Work out how many lines below hold the string "stats" and state only that figure.

*** Opening of Entries shown ***

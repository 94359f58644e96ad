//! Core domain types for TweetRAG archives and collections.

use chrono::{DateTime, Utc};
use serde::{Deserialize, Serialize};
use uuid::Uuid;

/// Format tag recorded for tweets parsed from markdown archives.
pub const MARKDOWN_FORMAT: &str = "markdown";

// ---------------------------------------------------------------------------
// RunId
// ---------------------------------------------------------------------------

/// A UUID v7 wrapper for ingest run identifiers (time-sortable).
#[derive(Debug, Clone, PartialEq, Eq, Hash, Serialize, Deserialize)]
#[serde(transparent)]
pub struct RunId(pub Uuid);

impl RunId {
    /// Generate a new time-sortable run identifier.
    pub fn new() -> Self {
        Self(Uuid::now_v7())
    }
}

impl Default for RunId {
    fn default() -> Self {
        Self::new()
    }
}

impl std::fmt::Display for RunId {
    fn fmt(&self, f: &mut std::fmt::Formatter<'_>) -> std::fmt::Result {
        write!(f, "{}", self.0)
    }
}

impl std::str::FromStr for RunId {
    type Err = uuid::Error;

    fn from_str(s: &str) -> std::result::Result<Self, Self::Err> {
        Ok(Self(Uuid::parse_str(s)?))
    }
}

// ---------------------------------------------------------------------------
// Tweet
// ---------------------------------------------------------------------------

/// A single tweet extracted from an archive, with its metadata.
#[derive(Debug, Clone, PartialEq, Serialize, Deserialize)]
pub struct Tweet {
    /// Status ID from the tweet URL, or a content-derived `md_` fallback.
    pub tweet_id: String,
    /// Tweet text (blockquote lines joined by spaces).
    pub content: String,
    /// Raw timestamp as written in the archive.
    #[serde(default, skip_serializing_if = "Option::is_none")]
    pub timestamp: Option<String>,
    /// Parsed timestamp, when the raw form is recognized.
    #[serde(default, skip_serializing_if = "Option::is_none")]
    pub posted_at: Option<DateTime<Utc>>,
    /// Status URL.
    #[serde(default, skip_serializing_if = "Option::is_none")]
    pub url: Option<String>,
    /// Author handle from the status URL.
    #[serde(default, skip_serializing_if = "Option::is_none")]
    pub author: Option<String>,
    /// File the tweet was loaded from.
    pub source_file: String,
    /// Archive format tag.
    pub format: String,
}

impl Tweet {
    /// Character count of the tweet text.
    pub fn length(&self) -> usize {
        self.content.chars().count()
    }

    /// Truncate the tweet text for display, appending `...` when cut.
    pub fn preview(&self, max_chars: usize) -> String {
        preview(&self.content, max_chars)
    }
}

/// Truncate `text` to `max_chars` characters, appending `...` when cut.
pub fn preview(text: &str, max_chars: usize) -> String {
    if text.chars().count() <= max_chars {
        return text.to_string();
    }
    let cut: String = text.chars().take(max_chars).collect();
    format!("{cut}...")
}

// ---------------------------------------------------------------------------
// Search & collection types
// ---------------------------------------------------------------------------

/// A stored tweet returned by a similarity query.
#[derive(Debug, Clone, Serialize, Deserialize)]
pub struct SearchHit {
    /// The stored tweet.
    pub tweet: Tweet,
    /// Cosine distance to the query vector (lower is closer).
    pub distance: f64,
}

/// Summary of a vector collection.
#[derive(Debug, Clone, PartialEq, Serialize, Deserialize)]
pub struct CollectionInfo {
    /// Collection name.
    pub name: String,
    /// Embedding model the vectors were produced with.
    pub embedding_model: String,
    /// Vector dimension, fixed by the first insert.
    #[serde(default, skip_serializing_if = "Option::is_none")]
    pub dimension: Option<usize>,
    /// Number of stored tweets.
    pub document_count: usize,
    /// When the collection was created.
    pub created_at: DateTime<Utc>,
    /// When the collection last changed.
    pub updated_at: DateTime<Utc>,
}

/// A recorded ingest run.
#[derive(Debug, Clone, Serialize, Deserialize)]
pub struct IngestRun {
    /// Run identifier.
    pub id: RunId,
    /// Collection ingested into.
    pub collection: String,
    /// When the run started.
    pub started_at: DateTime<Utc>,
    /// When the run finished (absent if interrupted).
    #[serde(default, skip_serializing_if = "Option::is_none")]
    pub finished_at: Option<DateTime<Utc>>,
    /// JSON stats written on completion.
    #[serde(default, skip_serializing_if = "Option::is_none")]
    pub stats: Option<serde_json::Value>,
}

*** Close of Entries shown ***

▸ Task answer: 2